> **WHAT THE EXERCISE ASKS**: Return the records exactly, from the first line through the "body carrying the" line.

•••••

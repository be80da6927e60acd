//! Request body decoding — JSON, urlencoded forms, and multipart.
//!
//! The entry point is [`parse_into`], which inspects the request's
//! `Content-Type` and dispatches to the matching decoder. Form and multipart
//! text fields are lifted into a `serde_json` object and deserialized through
//! the target's serde derive, so a JSON body and a form body carrying the
//! same fields populate identical shapes.

use std::path::Path;

use bytes::Bytes;
use futures_util::stream;
use serde::de::DeserializeOwned;
use tokio::io::AsyncWriteExt;

use crate::error::Error;
use crate::http::request::parse_urlencoded;

/// A file received through a `multipart/form-data` field.
#[derive(Debug, Clone)]
pub struct UploadedFile {
    field: String,
    filename: String,
    bytes: Bytes,
}

impl UploadedFile {
    /// The multipart field name the file arrived under.
    pub fn field(&self) -> &str {
        &self.field
    }

    /// The client-supplied filename.
    pub fn filename(&self) -> &str {
        &self.filename
    }

    /// The file contents.
    pub fn bytes(&self) -> &Bytes {
        &self.bytes
    }

    /// Writes the file contents to `path`.
    pub async fn save(&self, path: impl AsRef<Path>) -> Result<(), Error> {
        let mut file = tokio::fs::File::create(path).await?;
        file.write_all(&self.bytes).await?;
        file.flush().await?;
        Ok(())
    }
}

/// Splits a `Content-Type` value into its media type, dropping parameters
/// such as `charset` or `boundary`.
fn media_type(content_type: &str) -> &str {
    content_type
        .split(';')
        .next()
        .unwrap_or(content_type)
        .trim()
}

/// Decodes a buffered `multipart/form-data` body into text fields and files.
///
/// The body is already fully read by the server loop, so it is fed to
/// `multer` as a single-chunk stream.
pub(crate) async fn parse_multipart(
    content_type: &str,
    body: Bytes,
) -> Result<(Vec<(String, String)>, Vec<UploadedFile>), Error> {
    let boundary = multer::parse_boundary(content_type)?;
    let mut multipart = multer::Multipart::new(
        stream::once(async move { Ok::<_, std::io::Error>(body) }),
        boundary,
    );

    let mut fields = Vec::new();
    let mut files = Vec::new();

    while let Some(field) = multipart.next_field().await? {
        let name = field.name().unwrap_or("").to_owned();
        let filename = field.file_name().map(str::to_owned);

        match filename {
            Some(filename) => {
                let bytes = field.bytes().await?;
                files.push(UploadedFile {
                    field: name,
                    filename,
                    bytes,
                });
            }
            None => {
                let value = field.text().await?;
                fields.push((name, value));
            }
        }
    }

    Ok((fields, files))
}

/// Lifts decoded `(name, value)` pairs into a JSON object and deserializes it
/// into `T`, resolving each field through the target's serde attributes.
fn fields_into<T: DeserializeOwned>(pairs: Vec<(String, String)>) -> Result<T, Error> {
    let mut object = serde_json::Map::new();
    for (name, value) in pairs {
        object.insert(name, serde_json::Value::String(value));
    }
    Ok(serde_json::from_value(serde_json::Value::Object(object))?)
}

/// Decodes `body` into `T` according to `content_type`.
///
/// | Media type                          | Decoder                          |
/// |-------------------------------------|----------------------------------|
/// | `application/json`                  | `serde_json::from_slice`         |
/// | `application/x-www-form-urlencoded` | urlencoded pairs → serde         |
/// | `multipart/form-data`               | multipart text fields → serde    |
///
/// # Errors
///
/// - [`Error::UnsupportedMediaType`] — missing or unhandled `Content-Type`.
/// - [`Error::Decode`] — the body is malformed for its declared type.
pub(crate) async fn parse_into<T: DeserializeOwned>(
    content_type: Option<&str>,
    body: &Bytes,
) -> Result<T, Error> {
    let content_type =
        content_type.ok_or_else(|| Error::UnsupportedMediaType("<missing>".to_owned()))?;

    match media_type(content_type) {
        "application/json" => Ok(serde_json::from_slice(body)?),
        "application/x-www-form-urlencoded" => {
            let text = std::str::from_utf8(body)
                .map_err(|e| Error::Decode(format!("form body is not UTF-8: {e}")))?;
            fields_into(parse_urlencoded(text))
        }
        "multipart/form-data" => {
            let (fields, _files) = parse_multipart(content_type, body.clone()).await?;
            fields_into(fields)
        }
        other => Err(Error::UnsupportedMediaType(other.to_owned())),
    }
}

#[cfg(test)]
mod tests {
    use super::*;
    use serde::Deserialize;

    #[derive(Debug, Deserialize, PartialEq)]
    struct Register {
        username: String,
        password: String,
        name: String,
    }

    fn multipart_body(boundary: &str, parts: &[(&str, Option<&str>, &str)]) -> Bytes {
        let mut out = String::new();
        for (name, filename, value) in parts {
            out.push_str(&format!("--{boundary}\r\n"));
            match filename {
                Some(f) => out.push_str(&format!(
                    "Content-Disposition: form-data; name=\"{name}\"; filename=\"{f}\"\r\n\r\n"
                )),
                None => {
                    out.push_str(&format!("Content-Disposition: form-data; name=\"{name}\"\r\n\r\n"))
                }
            }
            out.push_str(value);
            out.push_str("\r\n");
        }
        out.push_str(&format!("--{boundary}--\r\n"));
        Bytes::from(out)
    }

    #[tokio::test]
    async fn json_body() {
        let body = Bytes::from(r#"{"username":"hanafi","password":"adhi","name":"Hanafi Adhi"}"#);
        let parsed: Register = parse_into(Some("application/json"), &body).await.unwrap();
        assert_eq!(parsed.name, "Hanafi Adhi");
    }

    #[tokio::test]
    async fn urlencoded_body() {
        let body = Bytes::from("username=hanafi&password=adhi&name=Hanafi+Adhi");
        let parsed: Register = parse_into(Some("application/x-www-form-urlencoded"), &body)
            .await
            .unwrap();
        assert_eq!(parsed.name, "Hanafi Adhi");
    }

    #[tokio::test]
    async fn json_and_form_populate_identically() {
        let json = Bytes::from(r#"{"username":"hanafi","password":"adhi","name":"Hanafi Adhi"}"#);
        let form = Bytes::from("username=hanafi&password=adhi&name=Hanafi+Adhi");
        let a: Register = parse_into(Some("application/json"), &json).await.unwrap();
        let b: Register = parse_into(Some("application/x-www-form-urlencoded"), &form)
            .await
            .unwrap();
        assert_eq!(a, b);
    }

    #[tokio::test]
    async fn multipart_text_fields() {
        let boundary = "XBOUNDARY";
        let body = multipart_body(
            boundary,
            &[
                ("username", None, "hanafi"),
                ("password", None, "adhi"),
                ("name", None, "Hanafi Adhi"),
            ],
        );
        let content_type = format!("multipart/form-data; boundary={boundary}");
        let parsed: Register = parse_into(Some(&content_type), &body).await.unwrap();
        assert_eq!(parsed.username, "hanafi");
        assert_eq!(parsed.name, "Hanafi Adhi");
    }

    #[tokio::test]
    async fn multipart_file_extraction() {
        let boundary = "XBOUNDARY";
        let body = multipart_body(
            boundary,
            &[("image", Some("jalan-jalan.jpeg"), "fake image bytes")],
        );
        let content_type = format!("multipart/form-data; boundary={boundary}");
        let (fields, files) = parse_multipart(&content_type, body).await.unwrap();
        assert!(fields.is_empty());
        assert_eq!(files.len(), 1);
        assert_eq!(files[0].field(), "image");
        assert_eq!(files[0].filename(), "jalan-jalan.jpeg");
        assert_eq!(files[0].bytes().as_ref(), b"fake image bytes");
    }

    #[tokio::test]
    async fn unsupported_media_type() {
        let body = Bytes::from("whatever");
        let err = parse_into::<Register>(Some("text/plain"), &body)
            .await
            .unwrap_err();
        assert!(matches!(err, Error::UnsupportedMediaType(t) if t == "text/plain"));
    }

    #[tokio::test]
    async fn missing_content_type() {
        let body = Bytes::from("whatever");
        let err = parse_into::<Register>(None, &body).await.unwrap_err();
        assert!(matches!(err, Error::UnsupportedMediaType(_)));
    }

    #[tokio::test]
    async fn malformed_json_is_decode_error() {
        let body = Bytes::from("{not json");
        let err = parse_into::<Register>(Some("application/json"), &body)
            .await
            .unwrap_err();
        assert!(matches!(err, Error::Decode(_)));
    }

    #[tokio::test]
    async fn uploaded_file_save() {
        let dir = tempfile::tempdir().unwrap();
        let file = UploadedFile {
            field: "image".into(),
            filename: "a.bin".into(),
            bytes: Bytes::from_static(b"abc"),
        };
        let path = dir.path().join("a.bin");
        file.save(&path).await.unwrap();
        assert_eq!(std::fs::read(&path).unwrap(), b"abc");
    }
}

•••••

> **SOLUTION TO THE EXERCISE**:
repository be80da6927e60acd
//! Request body decoding — JSON, urlencoded forms, and multipart.
//!
//! The entry point is [`parse_into`], which inspects the request's
//! `Content-Type` and dispatches to the matching decoder. Form and multipart
//! text fields are lifted into a `serde_json` object and deserialized through
//! the target's serde derive, so a JSON body and a form body carrying the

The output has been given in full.